Your presence was made obvious by the fact that our utensils, especially the vegetable peeler, keep disappearing from their assigned drawers. I’m not doing it, and Brian says he’s not either, so clearly you are the one moving our utensils. I’m sure you think it’s funny to watch us search for the vegetable peeler on a daily basis.
Just like you think that putting spells on our appliances is funny. You make our refrigerator shrink while I’m grocery shopping so there’s no room for my purchases when I return home and cause our stove top to never have the correct burner turned on. Moving tools is one thing, but playing with appliances that belong to our landlord is an entirely different matter.

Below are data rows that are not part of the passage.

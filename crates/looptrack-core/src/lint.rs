//! Field validator for task files.
//!
//! Lint is fail-slow: every file is checked and every issue is collected
//! before the caller decides on an exit status.

use std::path::Path;

use crate::domain::{Issue, IssueKind, TaskField, TaskRecord};
use crate::store::TaskFile;

/// Issues of a single parsed record.
pub fn lint_record(record: &TaskRecord) -> Vec<IssueKind> {
    let mut issues: Vec<IssueKind> = TaskField::ALL
        .into_iter()
        .filter(|field| !record.has_field(*field))
        .map(|field| IssueKind::MissingRequiredField { field })
        .collect();

    if record.loop_step.is_none() {
        issues.push(IssueKind::InvalidLoopStep {
            raw: record.loop_step_raw.clone(),
        });
    }

    issues.extend(
        TaskField::LISTS
            .into_iter()
            .filter(|field| record.has_field(*field) && record.items(*field).is_empty())
            .map(|field| IssueKind::EmptyListField { field }),
    );

    issues
}

/// Issues of one task file, tagged with its path.
pub fn lint_file(file: &TaskFile) -> Vec<Issue> {
    match &file.record {
        Ok(record) => tag(&file.path, lint_record(record)),
        Err(reason) => vec![Issue::in_file(
            &file.path,
            IssueKind::UnreadableFile {
                reason: reason.clone(),
            },
        )],
    }
}

/// Issues of every file, in file order.
pub fn lint_files(files: &[TaskFile]) -> Vec<Issue> {
    files.iter().flat_map(lint_file).collect()
}

fn tag(path: &Path, kinds: Vec<IssueKind>) -> Vec<Issue> {
    kinds.into_iter().map(|k| Issue::in_file(path, k)).collect()
}

#[cfg(test)]
mod tests {
    use super::*;
    use crate::parser::parse_task;
    use rstest::rstest;
    use std::collections::BTreeSet;
    use std::path::PathBuf;

    const VALID: &str = "\
id: T1
title: valid
loop_step: 2
preconditions:
  - a
refs:
  - b
required_tests:
  - make tests-core
post_updates:
  - docs/tasks/T1.yaml
acceptance:
  - done
";

    fn without(text: &str, keys: &[&str]) -> String {
        let mut out = String::new();
        let mut skipping = false;
        for line in text.lines() {
            if !line.starts_with(' ') {
                skipping = keys.iter().any(|k| line.starts_with(&format!("{k}:")));
            }
            if !skipping {
                out.push_str(line);
                out.push('\n');
            }
        }
        out
    }

    fn missing_fields(issues: &[IssueKind]) -> BTreeSet<TaskField> {
        issues
            .iter()
            .filter_map(|i| match i {
                IssueKind::MissingRequiredField { field } => Some(*field),
                _ => None,
            })
            .collect()
    }

    #[test]
    fn valid_record_has_no_issues() {
        assert!(lint_record(&parse_task(VALID)).is_empty());
    }

    #[rstest]
    #[case::title_and_refs(&["title", "refs"], &[TaskField::Title, TaskField::Refs])]
    #[case::id_and_acceptance(&["id", "acceptance"], &[TaskField::Id, TaskField::Acceptance])]
    #[case::one(&["post_updates"], &[TaskField::PostUpdates])]
    fn reports_exactly_the_missing_fields(#[case] keys: &[&str], #[case] expected: &[TaskField]) {
        let issues = lint_record(&parse_task(&without(VALID, keys)));
        assert_eq!(missing_fields(&issues), expected.iter().copied().collect());
        assert_eq!(issues.len(), expected.len());
    }

    #[rstest]
    #[case::too_big("8")]
    #[case::negative("-1")]
    #[case::word("seven")]
    fn invalid_loop_step_cites_raw_text(#[case] raw: &str) {
        let text = VALID.replace("loop_step: 2", &format!("loop_step: {raw}"));
        let issues = lint_record(&parse_task(&text));
        assert_eq!(
            issues,
            vec![IssueKind::InvalidLoopStep {
                raw: Some(raw.to_string())
            }]
        );
    }

    #[test]
    fn absent_loop_step_is_missing_and_invalid() {
        let issues = lint_record(&parse_task(&without(VALID, &["loop_step"])));
        assert_eq!(
            issues,
            vec![
                IssueKind::MissingRequiredField {
                    field: TaskField::LoopStep
                },
                IssueKind::InvalidLoopStep { raw: None },
            ]
        );
    }

    #[test]
    fn header_without_items_is_empty_not_missing() {
        let text = VALID.replace("required_tests:\n  - make tests-core\n", "required_tests:\n");
        let issues = lint_record(&parse_task(&text));
        assert_eq!(
            issues,
            vec![IssueKind::EmptyListField {
                field: TaskField::RequiredTests
            }]
        );
    }

    #[test]
    fn lint_files_keeps_going_after_bad_files() {
        let files = vec![
            TaskFile {
                path: PathBuf::from("a.yaml"),
                record: Err("permission denied".into()),
            },
            TaskFile {
                path: PathBuf::from("b.yaml"),
                record: Ok(parse_task(&without(VALID, &["title"]))),
            },
            TaskFile {
                path: PathBuf::from("c.yaml"),
                record: Ok(parse_task(VALID)),
            },
        ];

        let issues = lint_files(&files);

        assert_eq!(issues.len(), 2);
        assert_eq!(issues[0].path, Some(PathBuf::from("a.yaml")));
        assert!(matches!(issues[0].kind, IssueKind::UnreadableFile { .. }));
        assert_eq!(issues[1].path, Some(PathBuf::from("b.yaml")));
    }
}
//! Workflow state store backed by a single JSON file.
//!
//! Writes replace the file through a temporary sibling and a rename, so an
//! interrupted write never leaves a truncated state behind. There is no
//! locking: concurrent writers are last-writer-wins.

use std::fs;
use std::io::Write as _;
use std::path::{Path, PathBuf};

use serde_json::Value;
use tracing::{debug, warn};

use crate::domain::{LoopError, LoopResult, StateUpdate, WorkflowState};
use crate::ports::Clock;

/// Result of loading the state file.
#[derive(Debug, Clone, PartialEq)]
pub struct LoadedState {
    pub state: WorkflowState,
    /// Set when the file existed but could not be used; the state is then empty.
    pub recovered: Option<String>,
    /// Known keys whose values had the wrong type. They are unset in `state`
    /// and kept raw in `state.extra`.
    pub rejected: Vec<String>,
}

#[derive(Debug, Clone)]
pub struct StateStore {
    path: PathBuf,
}

impl StateStore {
    pub fn new(path: impl Into<PathBuf>) -> Self {
        Self { path: path.into() }
    }

    pub fn path(&self) -> &Path {
        &self.path
    }

    /// Loads the state. Never fails: an absent file is an empty state and
    /// malformed content is an empty state plus a warning.
    pub fn load(&self) -> LoadedState {
        let text = match fs::read_to_string(&self.path) {
            Ok(text) => text,
            Err(e) if e.kind() == std::io::ErrorKind::NotFound => {
                debug!(path = %self.path.display(), "no state file yet");
                return LoadedState {
                    state: WorkflowState::default(),
                    recovered: None,
                    rejected: Vec::new(),
                };
            }
            Err(e) => return self.recover(e.to_string()),
        };

        match parse_state(&text) {
            Ok((state, rejected)) => {
                if !rejected.is_empty() {
                    warn!(
                        path = %self.path.display(),
                        keys = %rejected.join(", "),
                        "ignoring workflow state fields with unusable values"
                    );
                }
                LoadedState {
                    state,
                    recovered: None,
                    rejected,
                }
            }
            Err(reason) => self.recover(reason),
        }
    }

    fn recover(&self, reason: String) -> LoadedState {
        warn!(
            path = %self.path.display(),
            %reason,
            "workflow state is malformed, treating it as empty"
        );
        LoadedState {
            state: WorkflowState::default(),
            recovered: Some(reason),
            rejected: Vec::new(),
        }
    }

    /// Read-only view of the persisted fields.
    pub fn show(&self) -> WorkflowState {
        self.load().state
    }

    /// Merges `update` into the persisted state and writes it back.
    pub fn update(&self, update: &StateUpdate, clock: &dyn Clock) -> LoopResult<WorkflowState> {
        let mut state = self.load().state;
        state.apply(update, clock.now());
        self.persist(&state)?;
        Ok(state)
    }

    fn persist(&self, state: &WorkflowState) -> LoopResult<()> {
        // Value objects are BTreeMap-backed, so keys come out sorted.
        let value = serde_json::to_value(state)?;
        let mut contents = serde_json::to_string_pretty(&value)?;
        contents.push('\n');

        let write_err = |source| LoopError::Write {
            path: self.path.clone(),
            source,
        };

        if let Some(parent) = self.path.parent()
            && !parent.as_os_str().is_empty()
        {
            fs::create_dir_all(parent).map_err(write_err)?;
        }

        let tmp_path = self.path.with_extension(format!("tmp.{}", std::process::id()));
        let written = fs::File::create(&tmp_path).and_then(|mut file| {
            file.write_all(contents.as_bytes())?;
            file.sync_all()
        });
        if let Err(e) = written.and_then(|()| fs::rename(&tmp_path, &self.path)) {
            let _ = fs::remove_file(&tmp_path);
            return Err(write_err(e));
        }
        debug!(path = %self.path.display(), "workflow state written");
        Ok(())
    }
}

/// Only text that is not a JSON object counts as malformed.
fn parse_state(text: &str) -> Result<(WorkflowState, Vec<String>), String> {
    match serde_json::from_str::<Value>(text).map_err(|e| e.to_string())? {
        Value::Object(object) => Ok(WorkflowState::from_object(object)),
        _ => Err("state is not a JSON object".to_string()),
    }
}
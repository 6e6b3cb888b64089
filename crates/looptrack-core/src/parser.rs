//! Record parser for the task-file notation.
//!
//! The notation is a small key/list subset of YAML:
//!
//! ```text
//! id: AUTH-01
//! title: Login flow
//! loop_step: 3
//! required_tests:
//!   - make tests-core
//! ```
//!
//! It is parsed with a two-state machine instead of a YAML library so that
//! anything outside the notation is simply not picked up and lint can report
//! it. Parsing never fails.

use crate::domain::{LoopStep, TaskField, TaskId, TaskRecord};

const COMMENT_MARKER: char = '#';
const BULLET_MARKER: char = '-';
const KEY_SEPARATOR: char = ':';

#[derive(Debug, Clone, Copy, PartialEq, Eq)]
enum ParseState {
    /// Between keys, or inside a scalar / unknown key.
    TopLevel,
    /// Collecting bullet items for a list key.
    InList(TaskField),
}

/// Parses one task definition.
pub fn parse_task(text: &str) -> TaskRecord {
    let mut record = TaskRecord::default();
    let mut state = ParseState::TopLevel;

    for line in text.lines() {
        let trimmed = line.trim();
        if trimmed.is_empty() || trimmed.starts_with(COMMENT_MARKER) {
            continue;
        }

        let indented = line.starts_with(char::is_whitespace);
        if !indented {
            // Any non-indented line closes an open list block.
            state = ParseState::TopLevel;
            if let Some((key, value)) = line.split_once(KEY_SEPARATOR)
                && let Some(field) = TaskField::from_key(key.trim())
            {
                record.present.insert(field);
                state = read_key(&mut record, field, value.trim());
            }
            continue;
        }

        if let ParseState::InList(field) = state
            && let Some(item) = trimmed.strip_prefix(BULLET_MARKER)
        {
            let item = item.trim();
            if !item.is_empty()
                && let Some(items) = record.items_mut(field)
            {
                items.push(item.to_string());
            }
        }
    }

    record
}

fn read_key(record: &mut TaskRecord, field: TaskField, value: &str) -> ParseState {
    match field {
        TaskField::Id => {
            record.id = TaskId::new(unquote(value));
            ParseState::TopLevel
        }
        TaskField::Title => {
            record.title = unquote(value).to_string();
            ParseState::TopLevel
        }
        TaskField::LoopStep => {
            record.loop_step_raw = Some(value.to_string());
            record.loop_step = LoopStep::parse(unquote(value));
            ParseState::TopLevel
        }
        list => ParseState::InList(list),
    }
}

/// Strips one pair of matching surrounding quotes.
fn unquote(value: &str) -> &str {
    for quote in ['"', '\''] {
        if let Some(inner) = value
            .strip_prefix(quote)
            .and_then(|v| v.strip_suffix(quote))
        {
            return inner;
        }
    }
    value
}
//! looptrack-core
//!
//! Consistency checks and progress reporting for an eight-stage (0-7)
//! development loop.
//!
//! # Modules
//! - **domain**: task records, loop stages, workflow state, issues, errors
//! - **parser**: the key/list notation of task files
//! - **lint**: per-file field checks
//! - **resolver**: master-document references and the state cross-check
//! - **store**: task directory and workflow state file
//! - **ports**: clock, change signal, profile source
//! - **app**: session wiring, reports, drafts, checklist
//! - **config**: paths and markers for one invocation

pub mod app;
pub mod config;
pub mod domain;
pub mod lint;
pub mod parser;
pub mod ports;
pub mod resolver;
pub mod store;
//! ChangeSignal port - "which paths changed" as reported by an outside tool.
//!
//! The engine never interprets the entries beyond substring checks, so the
//! default implementation just forwards `git status --short` lines.

use std::path::PathBuf;
use std::process::Command;

use tracing::debug;

pub trait ChangeSignal {
    /// Changed-path entries limited to `scopes`, in the order the source reports them.
    fn changed_paths(&self, scopes: &[String]) -> Vec<String>;
}

/// Asks git for the working tree status of the project.
///
/// Any failure (git missing, not a repository) yields an empty list.
#[derive(Debug, Clone)]
pub struct GitStatus {
    root: PathBuf,
}

impl GitStatus {
    pub fn new(root: impl Into<PathBuf>) -> Self {
        Self { root: root.into() }
    }
}

impl ChangeSignal for GitStatus {
    fn changed_paths(&self, scopes: &[String]) -> Vec<String> {
        let output = Command::new("git")
            .args(["status", "--short", "--"])
            .args(scopes)
            .current_dir(&self.root)
            .output();

        match output {
            Ok(output) if output.status.success() => {
                non_blank_lines(&String::from_utf8_lossy(&output.stdout))
            }
            Ok(output) => {
                debug!(status = %output.status, "git status failed, assuming no changes");
                Vec::new()
            }
            Err(e) => {
                debug!(error = %e, "git not available, assuming no changes");
                Vec::new()
            }
        }
    }
}

/// A fixed list of entries, for tests and for callers that already know.
#[derive(Debug, Clone, Default)]
pub struct StaticChanges(pub Vec<String>);

impl ChangeSignal for StaticChanges {
    fn changed_paths(&self, scopes: &[String]) -> Vec<String> {
        self.0
            .iter()
            .filter(|entry| scopes.is_empty() || scopes.iter().any(|s| entry.contains(s.as_str())))
            .cloned()
            .collect()
    }
}

fn non_blank_lines(text: &str) -> Vec<String> {
    text.lines()
        .map(str::trim)
        .filter(|l| !l.is_empty())
        .map(str::to_string)
        .collect()
}
//! Test checklist guard for pull request bodies.
//!
//! A body passes when it has the checklist heading and the core test item
//! is ticked. An unticked item on its own is reported separately so the
//! author knows the line is there but was not checked.

use regex::Regex;
use serde::Serialize;
use std::sync::LazyLock;

pub const CHECKLIST_HEADING: &str = "## Step 6 Checklist";

static CHECKED: LazyLock<Regex> =
    LazyLock::new(|| Regex::new(r"-\s*\[[xX]\]\s*make\s+tests-core").expect("valid regex"));
static UNCHECKED: LazyLock<Regex> =
    LazyLock::new(|| Regex::new(r"-\s*\[\s*\]\s*make\s+tests-core").expect("valid regex"));

#[derive(Debug, Clone, Copy, PartialEq, Eq, Serialize)]
#[serde(rename_all = "snake_case")]
pub enum ChecklistVerdict {
    Passed,
    MissingHeading,
    Unchecked,
    MissingItem,
}

impl ChecklistVerdict {
    pub fn passed(self) -> bool {
        self == ChecklistVerdict::Passed
    }

    pub fn message(self) -> &'static str {
        match self {
            ChecklistVerdict::Passed => "test checklist verified",
            ChecklistVerdict::MissingHeading => "body has no '## Step 6 Checklist' section",
            ChecklistVerdict::Unchecked => "`make tests-core` is listed but not checked",
            ChecklistVerdict::MissingItem => "checklist needs a `- [x] make tests-core` item",
        }
    }
}

pub fn check_body(body: &str) -> ChecklistVerdict {
    if !body.contains(CHECKLIST_HEADING) {
        return ChecklistVerdict::MissingHeading;
    }
    let checked = CHECKED.is_match(body);
    if checked {
        return ChecklistVerdict::Passed;
    }
    if UNCHECKED.is_match(body) {
        ChecklistVerdict::Unchecked
    } else {
        ChecklistVerdict::MissingItem
    }
}

#[cfg(test)]
mod tests {
    use super::*;
    use rstest::rstest;

    #[rstest]
    #[case::checked("## Step 6 Checklist\n- [x] make tests-core\n", ChecklistVerdict::Passed)]
    #[case::upper("## Step 6 Checklist\n- [X]  make  tests-core\n", ChecklistVerdict::Passed)]
    #[case::both(
        "## Step 6 Checklist\n- [ ] make tests-core\n- [x] make tests-core\n",
        ChecklistVerdict::Passed
    )]
    #[case::unchecked("## Step 6 Checklist\n- [ ] make tests-core\n", ChecklistVerdict::Unchecked)]
    #[case::no_item("## Step 6 Checklist\n- [x] npm test\n", ChecklistVerdict::MissingItem)]
    #[case::no_heading("- [x] make tests-core\n", ChecklistVerdict::MissingHeading)]
    fn verdicts(#[case] body: &str, #[case] expected: ChecklistVerdict) {
        assert_eq!(check_body(body), expected);
    }
}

Speaking of grocery shopping, I also know you’re hiding things in our pantry. I check to see what we have before I go food shopping, so why do we suddenly have 5 cans of tomatoes when I just went and bought 4 more? Items that I was sure we had seem to mysteriously disappear as well. Please stop rearranging and/or hiding our food (or eating it, if that’s the case).
Honestly though, you keep things interesting around here. It’s good to know that it’s not Brian or I doing any of the above behaviors. And we wouldn’t mind you sticking around. We just have one request: once in a while, could you please do the dishes?